Members of the civil rights group conducted a moment of silence Monday for the 49 people who were killed in last year’s shooting rampage at the gay nightclub Pulse in Orlando, Florida. Fifty-three people were also wounded in the three-hour massacre.

President Trump recognized the first anniversary of the terrorist attack on the nightclub, pledging Monday in a tweet that America will “NEVER FORGET.”

“We will NEVER FORGET the victims who lost their lives one year ago today in the horrific #PulseNightClub shooting. #OrlandoUnitedDay,” Mr. Trump said on Twitter.

Mr. Trump reached out to LGBT voters after the attack, making the case that he would better protect them from radical Islamic terrorists who condemn homosexuals to death. But he never garnered significant support, and LBGT leaders have opposed his presidency.

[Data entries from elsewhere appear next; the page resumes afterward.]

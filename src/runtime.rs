//! Runtime message values.
//!
//! A [`DynamicMessage`] is the generic runtime value keyed by its message
//! descriptor: one slot per declared field, driven entirely through the
//! `set`/`get`/`add` trio. Name-based accessor methods are a code
//! generator's business; keys here accept both the field's (possibly
//! camelCased) name and its original name.

use std::collections::BTreeMap;
use std::sync::Arc;

use base64::engine::general_purpose::STANDARD as BASE64;
use base64::Engine;
use bytes::{Buf, Bytes};

use crate::codec::{decode, encode};
use crate::error::{Error, WireError};
use crate::leb128::Leb128;
use crate::schema::{FieldRef, MessageRef, NodeId, Schema};
use crate::value::{verify_value, Value};
use crate::wire;

/// One field slot. Repeated fields always hold a list (possibly empty);
/// singular fields are either absent or hold one verified value.
#[derive(Debug, Clone, PartialEq)]
pub(crate) enum Slot {
    Empty,
    Single(Value),
    Repeated(Vec<Value>),
}

/// A read-only view of one field's slot.
#[derive(Debug, Clone, Copy, PartialEq)]
pub enum FieldValue<'a> {
    Absent,
    Single(&'a Value),
    Repeated(&'a [Value]),
}

impl<'a> FieldValue<'a> {
    pub fn as_single(self) -> Option<&'a Value> {
        match self {
            FieldValue::Single(value) => Some(value),
            _ => None,
        }
    }

    pub fn as_repeated(self) -> Option<&'a [Value]> {
        match self {
            FieldValue::Repeated(values) => Some(values),
            _ => None,
        }
    }

    pub fn is_absent(self) -> bool {
        matches!(self, FieldValue::Absent)
    }
}

/// A runtime value of some message type.
#[derive(Clone)]
pub struct DynamicMessage {
    schema: Arc<Schema>,
    message: NodeId,
    slots: Vec<Slot>,
}

impl MessageRef {
    /// Construct an instance with every slot empty, then apply declared
    /// field defaults.
    pub fn empty(&self) -> DynamicMessage {
        let fields = self.fields();
        let slots = fields
            .iter()
            .map(|field| {
                if let Some(default) = field.default_value() {
                    Slot::Single(default)
                } else if field.is_repeated() {
                    Slot::Repeated(Vec::new())
                } else {
                    Slot::Empty
                }
            })
            .collect();
        DynamicMessage {
            schema: Arc::clone(self.schema()),
            message: self.node_id(),
            slots,
        }
    }

    /// Construct from `(field name, value)` pairs.
    pub fn from_pairs<K, V, I>(&self, pairs: I) -> Result<DynamicMessage, Error>
    where
        K: AsRef<str>,
        V: Into<Value>,
        I: IntoIterator<Item = (K, V)>,
    {
        let mut message = self.empty();
        for (key, value) in pairs {
            message.set(key.as_ref(), value)?;
        }
        Ok(message)
    }

    /// Construct from positional values, matched to declared fields in
    /// declaration order.
    pub fn from_values<V, I>(&self, values: I) -> Result<DynamicMessage, Error>
    where
        V: Into<Value>,
        I: IntoIterator<Item = V>,
    {
        let fields = self.fields();
        let mut message = self.empty();
        for (index, value) in values.into_iter().enumerate() {
            let Some(field) = fields.get(index) else {
                return Err(Error::illegal_value(
                    self.fqn(),
                    format!("{} positional values for {} fields", index + 1, fields.len()),
                ));
            };
            message.set(field.name(), value)?;
        }
        Ok(message)
    }

    /// Decode a message of this type from the entire slice.
    pub fn decode(&self, data: &[u8]) -> Result<DynamicMessage, Error> {
        let mut slice = data;
        decode::decode_message(self, &mut slice, None)
    }

    /// Decode a length-prefixed message, advancing `buf` past it.
    pub fn decode_delimited<B: Buf>(&self, buf: &mut B) -> Result<DynamicMessage, Error> {
        let len = wire::read_len(buf).map_err(|e| Error::wire_in(self.fqn(), e))?;
        decode::decode_message(self, buf, Some(len))
    }

    /// Decode from base64 text.
    pub fn decode_base64(&self, text: &str) -> Result<DynamicMessage, Error> {
        let data = BASE64.decode(text).map_err(|_| {
            Error::wire_in(self.fqn(), WireError::InvalidTextEncoding { encoding: "base64" })
        })?;
        self.decode(&data)
    }

    /// Decode from hex text.
    pub fn decode_hex(&self, text: &str) -> Result<DynamicMessage, Error> {
        let data = hex::decode(text).map_err(|_| {
            Error::wire_in(self.fqn(), WireError::InvalidTextEncoding { encoding: "hex" })
        })?;
        self.decode(&data)
    }
}

impl DynamicMessage {
    /// The message type this value was built from.
    pub fn descriptor(&self) -> MessageRef {
        MessageRef::new(Arc::clone(&self.schema), self.message)
    }

    pub(crate) fn descriptor_node(&self) -> NodeId {
        self.message
    }

    pub(crate) fn schema_ptr(&self) -> *const Schema {
        Arc::as_ptr(&self.schema)
    }

    pub(crate) fn slots(&self) -> &[Slot] {
        &self.slots
    }

    fn field_entry(&self, key: &str) -> Result<(usize, FieldRef), Error> {
        self.descriptor()
            .fields()
            .into_iter()
            .enumerate()
            .find(|(_, field)| field.name() == key || field.original_name() == key)
            .ok_or_else(|| Error::NameResolution {
                reference: key.to_owned(),
                context: self.schema.fqn(self.message),
            })
    }

    fn index_of(&self, field: &FieldRef) -> Option<usize> {
        self.descriptor()
            .fields()
            .iter()
            .position(|f| f.node_id() == field.node_id())
    }

    /// Set a field by name. The value is verified and coerced; repeated
    /// fields accept a list or a single value.
    pub fn set(&mut self, key: &str, value: impl Into<Value>) -> Result<(), Error> {
        let (index, field) = self.field_entry(key)?;
        let verified = field.verify(value.into())?;
        self.slots[index] = match verified {
            Value::List(values) => Slot::Repeated(values),
            single => Slot::Single(single),
        };
        Ok(())
    }

    /// Clear a field by name. Clearing a required field is rejected.
    pub fn clear(&mut self, key: &str) -> Result<(), Error> {
        let (index, field) = self.field_entry(key)?;
        if field.is_required() {
            return Err(Error::illegal_value(
                field.fqn(),
                "required fields cannot be cleared",
            ));
        }
        self.slots[index] = if field.is_repeated() {
            Slot::Repeated(Vec::new())
        } else {
            Slot::Empty
        };
        Ok(())
    }

    /// Read a field's slot by name.
    pub fn get(&self, key: &str) -> Result<FieldValue<'_>, Error> {
        let (index, _) = self.field_entry(key)?;
        Ok(match &self.slots[index] {
            Slot::Empty => FieldValue::Absent,
            Slot::Single(value) => FieldValue::Single(value),
            Slot::Repeated(values) => FieldValue::Repeated(values),
        })
    }

    /// Append one verified value to a repeated field. Rejects singular
    /// fields.
    pub fn add(&mut self, key: &str, value: impl Into<Value>) -> Result<(), Error> {
        let (index, field) = self.field_entry(key)?;
        if !field.is_repeated() {
            return Err(Error::illegal_value(
                field.fqn(),
                "add applies to repeated fields only",
            ));
        }
        let verified = verify_value(self.schema.as_ref(), field.node_id(), value.into(), true)?;
        match &mut self.slots[index] {
            Slot::Repeated(values) => values.push(verified),
            slot => *slot = Slot::Repeated(vec![verified]),
        }
        Ok(())
    }

    /// Store a wire-decoded value without re-verification.
    pub(crate) fn set_unchecked(&mut self, field: &FieldRef, value: Value) {
        if let Some(index) = self.index_of(field) {
            self.slots[index] = Slot::Single(value);
        }
    }

    /// Append a wire-decoded value without re-verification.
    pub(crate) fn push_unchecked(&mut self, field: &FieldRef, value: Value) {
        if let Some(index) = self.index_of(field) {
            match &mut self.slots[index] {
                Slot::Repeated(values) => values.push(value),
                slot => *slot = Slot::Repeated(vec![value]),
            }
        }
    }

    // ---- whole-message operations ------------------------------------

    /// Encode into a fresh buffer.
    pub fn encode_to_vec(&self) -> Result<Vec<u8>, Error> {
        let mut buf = Vec::new();
        encode::encode_message(self, &mut buf)?;
        Ok(buf)
    }

    /// Encode, appending to `buf`.
    pub fn encode_into(&self, buf: &mut Vec<u8>) -> Result<(), Error> {
        encode::encode_message(self, buf)
    }

    /// Encode into a shared byte buffer.
    pub fn encode_to_bytes(&self) -> Result<Bytes, Error> {
        self.encode_to_vec().map(Bytes::from)
    }

    /// Encode with a varint length prefix, appending to `buf`.
    pub fn encode_delimited(&self, buf: &mut Vec<u8>) -> Result<(), Error> {
        let payload = self.encode_to_vec()?;
        (payload.len() as u64).write_leb128(buf);
        buf.extend_from_slice(&payload);
        Ok(())
    }

    /// The encoded message as base64 text.
    pub fn to_base64(&self) -> Result<String, Error> {
        self.encode_to_vec().map(|buf| BASE64.encode(buf))
    }

    /// The encoded message as lowercase hex text.
    pub fn to_hex(&self) -> Result<String, Error> {
        self.encode_to_vec().map(hex::encode)
    }

    /// Deep-copy the set fields into a plain name-to-value mapping.
    ///
    /// `bytes` values are omitted unless `include_buffers` is set; the rule
    /// applies through nested messages.
    pub fn to_raw(&self, include_buffers: bool) -> BTreeMap<String, Value> {
        let mut raw = BTreeMap::new();
        for (field, slot) in self.descriptor().fields().iter().zip(&self.slots) {
            let value = match slot {
                Slot::Empty => continue,
                Slot::Single(value) => match raw_copy(value, include_buffers) {
                    Some(value) => value,
                    None => continue,
                },
                Slot::Repeated(values) => Value::List(
                    values
                        .iter()
                        .filter_map(|value| raw_copy(value, include_buffers))
                        .collect(),
                ),
            };
            raw.insert(field.name().to_owned(), value);
        }
        raw
    }

    fn without_buffers(&self) -> DynamicMessage {
        let mut copy = self.clone();
        for slot in &mut copy.slots {
            match slot {
                Slot::Single(Value::Bytes(_)) => *slot = Slot::Empty,
                Slot::Single(Value::Message(nested)) => *nested = nested.without_buffers(),
                Slot::Repeated(values) => {
                    values.retain(|value| !matches!(value, Value::Bytes(_)));
                    for value in values {
                        if let Value::Message(nested) = value {
                            *nested = nested.without_buffers();
                        }
                    }
                }
                _ => {}
            }
        }
        copy
    }
}

fn raw_copy(value: &Value, include_buffers: bool) -> Option<Value> {
    match value {
        Value::Bytes(_) if !include_buffers => None,
        Value::Message(nested) if !include_buffers => {
            Some(Value::Message(nested.without_buffers()))
        }
        other => Some(other.clone()),
    }
}

impl PartialEq for DynamicMessage {
    fn eq(&self, other: &Self) -> bool {
        self.message == other.message
            && Arc::ptr_eq(&self.schema, &other.schema)
            && self.slots == other.slots
    }
}

impl std::fmt::Debug for DynamicMessage {
    fn fmt(&self, f: &mut std::fmt::Formatter<'_>) -> std::fmt::Result {
        let mut map = f.debug_map();
        for (field, slot) in self.descriptor().fields().iter().zip(&self.slots) {
            match slot {
                Slot::Empty => {}
                Slot::Single(value) => {
                    map.entry(&field.name(), value);
                }
                Slot::Repeated(values) => {
                    map.entry(&field.name(), values);
                }
            }
        }
        map.finish()
    }
}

His tweet about the Pulse anniversary coincided with criticism from the LGBT community that Mr. Trump has failed to officially recognize June 2017 as Pride Month, despite celebrations this month in cities and states across the country in support of gay rights.

June has traditionally been designated Pride Month to commemorate the 1969 Stonewall riots in New York that are considered the birth of the modern LGBT movement.

On Monday the Human Rights Campaign’s Ms. McBride and coworker Ashley Smith said legislation to protect gays and lesbians must be enacted at the local, state and national levels. Mr. Smith also said that ensuring that guns do not get into the hands of people who should not have them should be a top priority.

Both he and Ms. McBride said harmony within the LGBT community is crucial.

“We have to be more aware of unity and ensure we are one body,” Mr. Smith said. “Unity allows great things; division does not.”

Ms. McBride noted that the Pulse attack occurred during the nightclub’s “Latin Night” events.

“The fact it occurred on Latin night was no coincidence. It underscores how we are women, we are black, we are Muslim, we are immigrants, and we are developmentally disabled,” she said. “An attack on any of us is an attack on all of us.”

Meanwhile, in Orlando, hundreds of people gathered outside Pulse to leave flowers, cards and drawings to commemorate the victims, The Associated Press reported.

The name of each victim was read aloud starting at 2:02 a.m. Monday, the exact time Omar Mateen starting firing shots inside the nightclub.

Church bells throughout the city rang 49 times at noon to honor those killed and wounded. Gov. Rick Scott ordered all flags in Florida to be flown at half-staff on Monday.